◆ **RECORDS FOR PROCESSING**
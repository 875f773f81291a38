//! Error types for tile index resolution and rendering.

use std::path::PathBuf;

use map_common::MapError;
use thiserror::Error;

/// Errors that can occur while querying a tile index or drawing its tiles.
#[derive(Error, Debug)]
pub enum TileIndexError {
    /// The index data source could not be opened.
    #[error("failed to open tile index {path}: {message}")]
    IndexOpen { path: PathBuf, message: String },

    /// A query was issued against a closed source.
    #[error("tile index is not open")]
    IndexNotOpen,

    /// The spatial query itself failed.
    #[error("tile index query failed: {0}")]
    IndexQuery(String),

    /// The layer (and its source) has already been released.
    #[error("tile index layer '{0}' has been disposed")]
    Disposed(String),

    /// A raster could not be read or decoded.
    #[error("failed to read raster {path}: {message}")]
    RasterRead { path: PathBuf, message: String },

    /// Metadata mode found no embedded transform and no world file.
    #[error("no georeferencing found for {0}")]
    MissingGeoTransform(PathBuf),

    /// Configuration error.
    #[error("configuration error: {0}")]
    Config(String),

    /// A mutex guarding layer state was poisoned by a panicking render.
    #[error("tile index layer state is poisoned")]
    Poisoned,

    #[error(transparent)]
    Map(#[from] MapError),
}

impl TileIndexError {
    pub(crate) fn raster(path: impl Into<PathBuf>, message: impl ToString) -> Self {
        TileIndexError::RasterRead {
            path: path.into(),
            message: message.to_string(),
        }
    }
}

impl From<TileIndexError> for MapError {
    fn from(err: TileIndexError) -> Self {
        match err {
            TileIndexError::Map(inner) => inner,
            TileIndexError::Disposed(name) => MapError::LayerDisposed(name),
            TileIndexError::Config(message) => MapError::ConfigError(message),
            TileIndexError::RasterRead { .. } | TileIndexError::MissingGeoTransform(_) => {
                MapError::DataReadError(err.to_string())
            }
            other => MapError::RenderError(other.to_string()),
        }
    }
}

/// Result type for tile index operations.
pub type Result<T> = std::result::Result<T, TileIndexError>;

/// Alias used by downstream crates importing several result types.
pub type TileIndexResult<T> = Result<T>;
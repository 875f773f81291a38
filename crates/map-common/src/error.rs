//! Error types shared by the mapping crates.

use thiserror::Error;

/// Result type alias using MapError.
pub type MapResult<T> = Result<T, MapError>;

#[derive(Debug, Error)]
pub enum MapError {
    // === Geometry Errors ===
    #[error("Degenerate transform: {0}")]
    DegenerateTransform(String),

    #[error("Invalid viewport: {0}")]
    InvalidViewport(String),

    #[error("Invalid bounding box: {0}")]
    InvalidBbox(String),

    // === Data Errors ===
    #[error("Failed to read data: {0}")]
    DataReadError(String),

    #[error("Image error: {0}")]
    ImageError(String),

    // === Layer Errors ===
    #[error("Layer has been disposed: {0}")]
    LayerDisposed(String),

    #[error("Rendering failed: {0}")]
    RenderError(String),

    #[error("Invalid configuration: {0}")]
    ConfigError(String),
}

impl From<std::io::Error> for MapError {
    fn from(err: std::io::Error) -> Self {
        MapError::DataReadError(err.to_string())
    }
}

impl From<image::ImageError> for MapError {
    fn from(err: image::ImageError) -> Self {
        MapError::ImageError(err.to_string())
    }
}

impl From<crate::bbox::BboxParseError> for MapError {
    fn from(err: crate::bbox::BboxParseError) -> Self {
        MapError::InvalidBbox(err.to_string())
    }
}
==
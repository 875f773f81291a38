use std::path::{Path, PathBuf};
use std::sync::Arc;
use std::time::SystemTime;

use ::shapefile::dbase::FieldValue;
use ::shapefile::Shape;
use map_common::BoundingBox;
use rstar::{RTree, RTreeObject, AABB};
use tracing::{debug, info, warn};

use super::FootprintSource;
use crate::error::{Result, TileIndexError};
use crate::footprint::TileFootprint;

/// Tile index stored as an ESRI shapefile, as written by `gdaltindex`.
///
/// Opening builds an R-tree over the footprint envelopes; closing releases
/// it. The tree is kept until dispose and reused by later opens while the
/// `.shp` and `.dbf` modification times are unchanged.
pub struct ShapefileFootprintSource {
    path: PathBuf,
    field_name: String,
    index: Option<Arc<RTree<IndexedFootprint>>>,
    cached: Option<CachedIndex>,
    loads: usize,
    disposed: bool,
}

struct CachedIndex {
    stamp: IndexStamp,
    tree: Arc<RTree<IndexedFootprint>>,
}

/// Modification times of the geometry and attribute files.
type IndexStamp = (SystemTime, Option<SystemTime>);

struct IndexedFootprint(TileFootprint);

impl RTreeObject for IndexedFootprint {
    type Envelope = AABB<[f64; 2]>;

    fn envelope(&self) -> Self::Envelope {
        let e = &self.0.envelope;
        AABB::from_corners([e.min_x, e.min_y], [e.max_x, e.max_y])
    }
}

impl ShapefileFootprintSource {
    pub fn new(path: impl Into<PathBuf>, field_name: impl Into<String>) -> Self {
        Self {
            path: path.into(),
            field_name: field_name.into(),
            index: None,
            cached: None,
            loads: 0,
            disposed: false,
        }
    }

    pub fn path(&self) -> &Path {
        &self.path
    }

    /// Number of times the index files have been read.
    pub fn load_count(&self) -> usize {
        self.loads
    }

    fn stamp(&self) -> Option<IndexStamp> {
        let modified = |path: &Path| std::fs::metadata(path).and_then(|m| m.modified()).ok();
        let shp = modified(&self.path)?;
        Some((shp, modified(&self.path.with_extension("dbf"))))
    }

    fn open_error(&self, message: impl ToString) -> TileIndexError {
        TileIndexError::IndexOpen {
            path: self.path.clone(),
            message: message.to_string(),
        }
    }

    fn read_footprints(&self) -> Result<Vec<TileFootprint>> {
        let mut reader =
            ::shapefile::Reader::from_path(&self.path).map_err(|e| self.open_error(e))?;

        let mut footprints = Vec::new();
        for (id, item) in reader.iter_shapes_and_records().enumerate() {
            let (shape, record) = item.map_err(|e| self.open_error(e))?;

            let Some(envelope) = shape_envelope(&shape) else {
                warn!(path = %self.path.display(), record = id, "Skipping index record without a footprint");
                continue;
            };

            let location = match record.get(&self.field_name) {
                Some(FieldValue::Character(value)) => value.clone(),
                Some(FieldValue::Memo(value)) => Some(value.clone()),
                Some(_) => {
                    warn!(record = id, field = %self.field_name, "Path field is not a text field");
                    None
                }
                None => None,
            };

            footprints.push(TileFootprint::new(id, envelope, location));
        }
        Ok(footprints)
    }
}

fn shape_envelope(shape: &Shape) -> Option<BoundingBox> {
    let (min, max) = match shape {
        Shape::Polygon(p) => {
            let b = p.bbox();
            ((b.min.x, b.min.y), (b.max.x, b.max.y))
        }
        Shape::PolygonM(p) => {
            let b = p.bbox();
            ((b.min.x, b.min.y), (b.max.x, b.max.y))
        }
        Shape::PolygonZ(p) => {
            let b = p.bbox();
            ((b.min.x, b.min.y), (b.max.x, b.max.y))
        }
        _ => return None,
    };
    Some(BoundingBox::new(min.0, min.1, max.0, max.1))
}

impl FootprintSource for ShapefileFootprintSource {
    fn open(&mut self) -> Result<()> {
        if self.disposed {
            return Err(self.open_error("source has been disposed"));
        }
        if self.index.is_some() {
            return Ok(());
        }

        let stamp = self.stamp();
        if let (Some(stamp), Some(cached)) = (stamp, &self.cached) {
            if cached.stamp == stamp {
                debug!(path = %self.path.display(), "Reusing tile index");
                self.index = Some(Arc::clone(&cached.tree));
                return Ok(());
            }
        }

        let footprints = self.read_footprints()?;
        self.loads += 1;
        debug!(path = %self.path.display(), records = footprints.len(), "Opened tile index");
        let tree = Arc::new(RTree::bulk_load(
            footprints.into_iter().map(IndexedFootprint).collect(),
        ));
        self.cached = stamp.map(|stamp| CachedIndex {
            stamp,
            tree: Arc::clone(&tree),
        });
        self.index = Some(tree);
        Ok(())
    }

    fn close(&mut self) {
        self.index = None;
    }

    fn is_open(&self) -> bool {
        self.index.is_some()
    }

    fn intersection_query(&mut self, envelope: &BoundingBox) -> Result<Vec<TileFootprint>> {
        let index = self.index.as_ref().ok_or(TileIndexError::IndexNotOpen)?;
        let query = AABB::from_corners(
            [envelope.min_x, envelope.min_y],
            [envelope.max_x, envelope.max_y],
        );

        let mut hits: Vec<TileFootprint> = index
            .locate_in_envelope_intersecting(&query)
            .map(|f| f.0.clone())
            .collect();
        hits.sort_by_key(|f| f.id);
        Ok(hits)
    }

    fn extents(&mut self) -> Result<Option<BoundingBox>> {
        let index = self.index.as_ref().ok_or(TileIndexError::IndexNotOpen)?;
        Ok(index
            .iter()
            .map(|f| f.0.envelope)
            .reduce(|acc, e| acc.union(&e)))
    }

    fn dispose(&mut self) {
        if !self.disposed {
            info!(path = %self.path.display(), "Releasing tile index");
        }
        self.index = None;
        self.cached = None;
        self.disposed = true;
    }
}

◆ **TASK OBJECTIVE**
Extract, from the listing above, every line where the string "ConfigError" occurs.

◆ **RESULT BELOW**
            TileIndexError::Config(message) => MapError::ConfigError(message),
    ConfigError(String),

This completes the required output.